Leitsatz (amtlich)

Die Herstellung von Beton-Bauelementen rechnet auch dann nicht zum Baugewerbe, wenn der Betrieb die Bauelemente auf von der Herstellungsbetriebstätte verschiedenen Baustellen montiert. Soweit der Senat im Urteil vom 17. Oktober 1973 VIII R 149/71 (BFHE 111, 392, BStBl II 1974, 321) eine andere Ansicht vertreten hat, hält er an ihr nicht mehr fest.

 

Normenkette

BerlinFG § 19 Abs. 1 S. 3 Nr. 1

 

Tatbestand

Streitig ist, ob der Betrieb der Klägerin und Revionsbeklagten (Klägerin) zum Baugewerbe gehört, so daß ihr die erhöhte Investitionszulage des § 19 Abs. 1 Satz 3 Nr. 1 des Berlinförderungsgesetzes (BerlinFG) nicht zustehen würde.

Die Klägerin fertigt Bauelemente aus Beton nach dem System X, die sie in der Hauptsache auf eigenen Baustellen zu Fertigbauten montiert. Etwa 15 v. H. ihrer Produktion veräußert sie an fremde Unternehmer. Im Jahre 1970 schaffte sie der Fertigung der Bauelemente dienende Wirtschaftsgüter an und nahm für sie die erhöhte Investitionszulage des § 19 Abs. 1 Satz 3 Nr. 1 BerlinFG in Anspruch. Der Beklagte und Revisionskläger (FA) versagte jedoch die erhöhte Investitionszulage mit der Begründung, die Klägerin gehöre dem Baugewerbe an. Trotz des Hinweises der Klägerin, daß das Statistische Landesamt Berlin ihren Betrieb nicht mehr als Baubetrieb, sondern als Industriebetrieb registriert habe, hatte ihr Einspruch keinen Erfolg. Dagegen gab das FG ihrer Klage mit folgender Begründung statt: Dem Baugewerbe gehörten alle Betriebe an, die in Abteilung 3 der Systematik der Wirtschaftszweige des Statistischen Bundesamtes aufgeführt werden, dagegen nicht die in Abteilung 2 der Systematik aufgeführten Betriebe.

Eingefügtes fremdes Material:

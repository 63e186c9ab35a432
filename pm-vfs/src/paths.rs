//! Where files live.
//!
//! The log and the shared index of a database are named by fixed suffixes of the database path.
//! With a configured persistent memory directory, both are placed there instead of next to the
//! database. Full path names are resolved the way the host engine expects them: absolute, free
//! of `.` and `..`, with symbolic links followed.
use std::ffi::{OsStr, OsString};
use std::io;
use std::path::{Component, Path, PathBuf};

use crate::{IoOp, VfsError};

pub const WAL_SUFFIX: &str = "-wal";
pub const SHM_SUFFIX: &str = "-shm";
pub const JOURNAL_SUFFIX: &str = "-journal";

/// Links followed while resolving a single path before giving up.
pub const MAX_SYMLINKS: u32 = 100;

/// A resolved path name.
#[derive(Clone, Debug, PartialEq, Eq)]
pub struct FullPath {
    pub path: PathBuf,
    /// Whether resolution went through at least one symbolic link.
    pub followed_symlink: bool,
}

/// Append `suffix` to the file name of `path`.
pub fn with_suffix(path: &Path, suffix: &str) -> PathBuf {
    let mut name = OsString::from(path.as_os_str());
    name.push(suffix);
    PathBuf::from(name)
}

/// Move `path` into `pm_dir`, keeping its file name.
pub fn relocate(path: &Path, pm_dir: Option<&Path>) -> PathBuf {
    match (pm_dir, path.file_name()) {
        (Some(dir), Some(name)) => dir.join(name),
        _ => path.to_owned(),
    }
}

/// Whether `path` names a log or shared index, by its suffix.
pub fn is_pm_resident(path: &Path) -> bool {
    path.file_name()
        .and_then(OsStr::to_str)
        .map_or(false, |name| {
            name.ends_with(WAL_SUFFIX) || name.ends_with(SHM_SUFFIX)
        })
}

/// The shared index belonging to the database at `db`.
pub fn shm_path(db: &Path, pm_dir: Option<&Path>) -> PathBuf {
    relocate(&with_suffix(db, SHM_SUFFIX), pm_dir)
}

/// Resolve `path` against the working directory and normalize it.
pub fn full_pathname(path: &Path, max_pathname: usize) -> Result<FullPath, VfsError> {
    let mut resolver = Resolver {
        out: PathBuf::from("/"),
        symlinks: 0,
    };

    if path.is_relative() {
        let cwd = std::env::current_dir()
            .map_err(|source| VfsError::io(IoOp::Stat, ".", source))?;
        resolver.append_all(&cwd)?;
    }

    resolver.append_all(path)?;

    if resolver.out.as_os_str().len() >= max_pathname {
        return Err(VfsError::CantOpen {
            path: resolver.out,
            reason: "path name too long",
        });
    }

    Ok(FullPath {
        path: resolver.out,
        followed_symlink: resolver.symlinks > 0,
    })
}

struct Resolver {
    out: PathBuf,
    symlinks: u32,
}

impl Resolver {
    fn append_all(&mut self, path: &Path) -> Result<(), VfsError> {
        for component in path.components() {
            match component {
                Component::RootDir => self.out = PathBuf::from("/"),
                Component::CurDir | Component::Prefix(_) => {}
                Component::ParentDir => {
                    if !self.out.pop() {
                        return Err(VfsError::CantOpen {
                            path: path.to_owned(),
                            reason: "path leaves the root directory",
                        });
                    }
                }
                Component::Normal(name) => self.append_one(name)?,
            }
        }

        Ok(())
    }

    fn append_one(&mut self, name: &OsStr) -> Result<(), VfsError> {
        self.out.push(name);

        let meta = match std::fs::symlink_metadata(&self.out) {
            Ok(meta) => meta,
            // The remainder is created later, or never.
            Err(err) if err.kind() == io::ErrorKind::NotFound => return Ok(()),
            Err(source) => return Err(VfsError::io(IoOp::Stat, &self.out, source)),
        };

        if !meta.file_type().is_symlink() {
            return Ok(());
        }

        self.symlinks += 1;
        if self.symlinks > MAX_SYMLINKS {
            return Err(VfsError::CantOpen {
                path: self.out.clone(),
                reason: "too many levels of symbolic links",
            });
        }

        let target = std::fs::read_link(&self.out)
            .map_err(|source| VfsError::io(IoOp::Stat, &self.out, source))?;
        self.out.pop();
        self.append_all(&target)
    }
}

#[cfg(test)]
mod tests {
    use super::*;

    #[test]
    fn derived_names() {
        let db = Path::new("/data/bench/database.db");
        assert_eq!(
            with_suffix(db, WAL_SUFFIX),
            Path::new("/data/bench/database.db-wal")
        );
        assert_eq!(shm_path(db, None), Path::new("/data/bench/database.db-shm"));
        assert_eq!(
            shm_path(db, Some(Path::new("/mnt/pmem0"))),
            Path::new("/mnt/pmem0/database.db-shm")
        );

        assert!(is_pm_resident(Path::new("/x/database.db-wal")));
        assert!(is_pm_resident(Path::new("database.db-shm")));
        assert!(!is_pm_resident(Path::new("/x/database.db")));
        assert!(!is_pm_resident(Path::new("/x/database.db-journal")));
    }

    #[test]
    fn normalizes_dots() {
        let full = full_pathname(Path::new("/tmp/./a/../b.db"), 512).unwrap();
        assert_eq!(full.path, Path::new("/tmp/b.db"));

        let full = full_pathname(Path::new("b.db"), 512).unwrap();
        assert!(full.path.is_absolute());
        assert!(full.path.ends_with("b.db"));

        assert!(full_pathname(Path::new("/.."), 512).is_err());
    }

    #[test]
    fn follows_symlinks() {
        let tmp = tempfile::tempdir().unwrap();
        let dir = tmp.path().canonicalize().unwrap();
        let real = dir.join("real");
        std::fs::create_dir(&real).unwrap();
        std::os::unix::fs::symlink("real", dir.join("link")).unwrap();

        let full = full_pathname(&dir.join("link").join("x.db"), 512).unwrap();
        assert_eq!(full.path, real.join("x.db"));
        assert!(full.followed_symlink);

        let full = full_pathname(&real.join("x.db"), 512).unwrap();
        assert!(!full.followed_symlink);
    }

    #[test]
    fn symlink_loops_are_bounded() {
        let tmp = tempfile::tempdir().unwrap();
        let dir = tmp.path().canonicalize().unwrap();
        std::os::unix::fs::symlink("loop", dir.join("loop")).unwrap();

        let err = full_pathname(&dir.join("loop"), 512).unwrap_err();
        assert!(matches!(err, VfsError::CantOpen { .. }));
    }

    #[test]
    fn long_paths_are_rejected() {
        let long = "/a".repeat(300);
        let err = full_pathname(Path::new(&long), 512).unwrap_err();
        assert!(matches!(err, VfsError::CantOpen { .. }));
    }
}
//! Configuration of a [`crate::PmemVfs`].
//!
//! Everything has a default matching the conventional deployment: an 8 KiB initial mapping,
//! doubling growth, a 32 KiB shared index and no locking. The location of the log and the shared
//! index, the medium and the locking mode can be overridden from the environment.
use std::ffi::OsString;
use std::path::PathBuf;
use std::str::FromStr;

use pm_region::{GrowthPolicy, MediumDetect, RegionOptions};

/// Directory on persistent memory receiving log and shared index files.
pub const ENV_DIR: &str = "PMEM_VFS_DIR";
pub const ENV_INITIAL_CAPACITY: &str = "PMEM_VFS_INITIAL_CAPACITY";
/// `1` to treat every mapping as persistent memory, `0` to treat none as such.
pub const ENV_FORCE_PMEM: &str = "PMEM_IS_PMEM_FORCE";
pub const ENV_LOCKING: &str = "PMEM_VFS_LOCKING";

/// How file and shared index locks are implemented.
#[derive(Clone, Copy, Debug, Default, PartialEq, Eq, Hash)]
pub enum LockingMode {
    /// Every lock request succeeds and nothing is excluded.
    ///
    /// Correct only while at most one connection uses a database at a time.
    #[default]
    Noop,
    /// Locks are tracked in a table keyed by path, shared by every handle of one provider.
    ///
    /// Connections of one process exclude each other. Other processes are not seen.
    InProcess,
}

#[derive(Clone, Debug, PartialEq, Eq)]
pub struct VfsConfig {
    /// The name under which the provider registers.
    pub name: String,
    pub max_pathname: usize,
    /// Mapped capacity of new or empty files.
    pub initial_capacity: usize,
    /// Mapped capacity of a new shared index.
    pub shm_base_size: usize,
    pub growth_factor: usize,
    /// Alignment hint for the host engine.
    pub sector_size: u32,
    /// Place log and shared index files here, instead of next to the database.
    pub pm_dir: Option<PathBuf>,
    pub medium: MediumDetect,
    pub locking: LockingMode,
}

pub struct VfsConfigBuilder {
    config: VfsConfig,
}

#[derive(Clone, Debug, PartialEq, Eq, thiserror::Error)]
pub enum ConfigError {
    #[error("{var}: invalid value {value:?}")]
    InvalidVar { var: &'static str, value: String },
    #[error("growth factor must be at least 2, got {0}")]
    GrowthFactor(usize),
    #[error("{0} must not be zero")]
    Zero(&'static str),
    #[error("unknown locking mode {0:?}, expected `noop` or `in-process`")]
    Locking(String),
}

impl VfsConfig {
    pub const DEFAULT_NAME: &'static str = "pmem";
    pub const DEFAULT_MAX_PATHNAME: usize = 512;
    pub const DEFAULT_INITIAL_CAPACITY: usize = RegionOptions::DEFAULT_INITIAL_CAPACITY;
    pub const DEFAULT_SHM_BASE_SIZE: usize = 1 << 15;
    pub const DEFAULT_SECTOR_SIZE: u32 = 4096;

    pub fn builder() -> VfsConfigBuilder {
        VfsConfigBuilder {
            config: VfsConfig::default(),
        }
    }

    /// The default configuration with overrides from the process environment.
    pub fn from_env() -> Result<Self, ConfigError> {
        Self::from_lookup(|var| std::env::var_os(var))
    }

    /// The default configuration with overrides from `lookup`, called with variable names.
    pub fn from_lookup(
        lookup: impl Fn(&'static str) -> Option<OsString>,
    ) -> Result<Self, ConfigError> {
        let mut config = VfsConfig::default();

        if let Some(dir) = lookup(ENV_DIR).filter(|dir| !dir.is_empty()) {
            config.pm_dir = Some(PathBuf::from(dir));
        }

        if let Some(value) = lookup(ENV_INITIAL_CAPACITY) {
            config.initial_capacity = parse_var(ENV_INITIAL_CAPACITY, value)?;
        }

        if let Some(value) = lookup(ENV_FORCE_PMEM) {
            config.medium = match value.to_str() {
                Some("1") => MediumDetect::Persistent,
                Some("0") => MediumDetect::Emulated,
                _ => return Err(invalid(ENV_FORCE_PMEM, value)),
            };
        }

        if let Some(value) = lookup(ENV_LOCKING) {
            config.locking = value
                .to_str()
                .ok_or_else(|| invalid(ENV_LOCKING, value.clone()))?
                .parse()?;
        }

        config.validate()?;
        Ok(config)
    }

    pub fn validate(&self) -> Result<(), ConfigError> {
        if self.growth_factor < GrowthPolicy::DEFAULT_FACTOR {
            return Err(ConfigError::GrowthFactor(self.growth_factor));
        }

        for (name, value) in [
            ("initial capacity", self.initial_capacity),
            ("shared index base size", self.shm_base_size),
            ("maximum path name length", self.max_pathname),
            ("sector size", self.sector_size as usize),
        ] {
            if value == 0 {
                return Err(ConfigError::Zero(name));
            }
        }

        if self.name.is_empty() {
            return Err(ConfigError::Zero("name length"));
        }

        Ok(())
    }

    pub fn growth(&self) -> Result<GrowthPolicy, ConfigError> {
        GrowthPolicy::new(self.growth_factor)
            .map_err(|_| ConfigError::GrowthFactor(self.growth_factor))
    }
}

impl Default for VfsConfig {
    fn default() -> Self {
        VfsConfig {
            name: Self::DEFAULT_NAME.to_owned(),
            max_pathname: Self::DEFAULT_MAX_PATHNAME,
            initial_capacity: Self::DEFAULT_INITIAL_CAPACITY,
            shm_base_size: Self::DEFAULT_SHM_BASE_SIZE,
            growth_factor: GrowthPolicy::DEFAULT_FACTOR,
            sector_size: Self::DEFAULT_SECTOR_SIZE,
            pm_dir: None,
            medium: MediumDetect::Detect,
            locking: LockingMode::Noop,
        }
    }
}

impl VfsConfigBuilder {
    pub fn name(mut self, name: impl Into<String>) -> Self {
        self.config.name = name.into();
        self
    }

    pub fn max_pathname(mut self, max_pathname: usize) -> Self {
        self.config.max_pathname = max_pathname;
        self
    }

    pub fn initial_capacity(mut self, initial_capacity: usize) -> Self {
        self.config.initial_capacity = initial_capacity;
        self
    }

    pub fn shm_base_size(mut self, shm_base_size: usize) -> Self {
        self.config.shm_base_size = shm_base_size;
        self
    }

    pub fn growth_factor(mut self, growth_factor: usize) -> Self {
        self.config.growth_factor = growth_factor;
        self
    }

    pub fn sector_size(mut self, sector_size: u32) -> Self {
        self.config.sector_size = sector_size;
        self
    }

    pub fn pm_dir(mut self, pm_dir: impl Into<PathBuf>) -> Self {
        self.config.pm_dir = Some(pm_dir.into());
        self
    }

    pub fn medium(mut self, medium: MediumDetect) -> Self {
        self.config.medium = medium;
        self
    }

    pub fn locking(mut self, locking: LockingMode) -> Self {
        self.config.locking = locking;
        self
    }

    pub fn build(self) -> Result<VfsConfig, ConfigError> {
        self.config.validate()?;
        Ok(self.config)
    }
}

impl FromStr for LockingMode {
    type Err = ConfigError;

    fn from_str(s: &str) -> Result<Self, Self::Err> {
        match s {
            "noop" | "none" => Ok(LockingMode::Noop),
            "in-process" | "process" => Ok(LockingMode::InProcess),
            other => Err(ConfigError::Locking(other.to_owned())),
        }
    }
}

fn invalid(var: &'static str, value: OsString) -> ConfigError {
    ConfigError::InvalidVar {
        var,
        value: value.to_string_lossy().into_owned(),
    }
}

fn parse_var<T: FromStr>(var: &'static str, value: OsString) -> Result<T, ConfigError> {
    value
        .to_str()
        .and_then(|s| s.trim().parse().ok())
        .ok_or_else(|| invalid(var, value))
}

Dieser Systematik zufolge gehöre die fabrikmäßige standortgebundene Herstellung von Fertighauselementen zum erhöht zulagebegünstigten verarbeitenden Gewerbe und nur die Montage zum Baugewerbe. Ob die hergestellten Fertigbauteile im Rahmen des eigenen Betriebes montiert werden oder an andere Unternehmer veräußert werden, sei ohne Bedeutung. Hiervon sei im zu entscheidenden Falle um so eher auszugehen, als die Fertigung und die Montage in getrennten selbständigen Betriebstätten vorgenommen wurden.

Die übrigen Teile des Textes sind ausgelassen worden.